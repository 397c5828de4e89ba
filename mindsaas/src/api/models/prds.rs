//! API models for the PRD endpoints.

use chrono::{DateTime, Utc};
use serde::{Deserialize, Serialize};
use utoipa::ToSchema;

use crate::db::models::prds::{PrdDocument, PrdInstance, PrdUpsertOutcome};
use crate::lifecycle::PrdState;
use crate::types::{OwnerId, PrdId, SessionId};

/// Create-or-reset a PRD for an intake session.
#[derive(Debug, Clone, Deserialize, ToSchema)]
pub struct PrdUpsertRequest {
    #[schema(value_type = Option<Uuid>)]
    pub session_id: Option<SessionId>,
    /// Pre-assembled document. When omitted, the document is assembled from
    /// the session's stored intake answers.
    pub prd_json: Option<PrdDocument>,
}

#[derive(Debug, Clone, Serialize, ToSchema)]
pub struct PrdUpsertResponse {
    #[schema(value_type = Uuid)]
    pub id: PrdId,
    pub state: PrdState,
}

impl From<PrdUpsertOutcome> for PrdUpsertResponse {
    fn from(outcome: PrdUpsertOutcome) -> Self {
        Self {
            id: outcome.id,
            state: outcome.state,
        }
    }
}

/// Full public projection of a PRD instance. This is what the client poller
/// reads while waiting for the state to advance.
#[derive(Debug, Clone, Serialize, ToSchema)]
pub struct PrdResponse {
    #[schema(value_type = Uuid)]
    pub id: PrdId,
    #[schema(value_type = Uuid)]
    pub owner_id: OwnerId,
    #[schema(value_type = Uuid)]
    pub session_id: SessionId,
    pub state: PrdState,
    pub prd_json: PrdDocument,
    pub created_at: DateTime<Utc>,
    pub build_started_at: Option<DateTime<Utc>>,
    pub delivered_at: Option<DateTime<Utc>>,
    pub delivered_url: Option<String>,
    pub error_message: Option<String>,
}

impl From<PrdInstance> for PrdResponse {
    fn from(db: PrdInstance) -> Self {
        Self {
            id: db.id,
            owner_id: db.owner_id,
            session_id: db.session_id,
            state: db.state,
            prd_json: db.prd_json.0,
            created_at: db.created_at,
            build_started_at: db.build_started_at,
            delivered_at: db.delivered_at,
            delivered_url: db.delivered_url,
            error_message: db.error_message,
        }
    }
}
##########
Which lines in the records contain the word "PrdUpsertResponse"? Copy each one.

_Worked solution:_
pub struct PrdUpsertResponse {
impl From<PrdUpsertOutcome> for PrdUpsertResponse {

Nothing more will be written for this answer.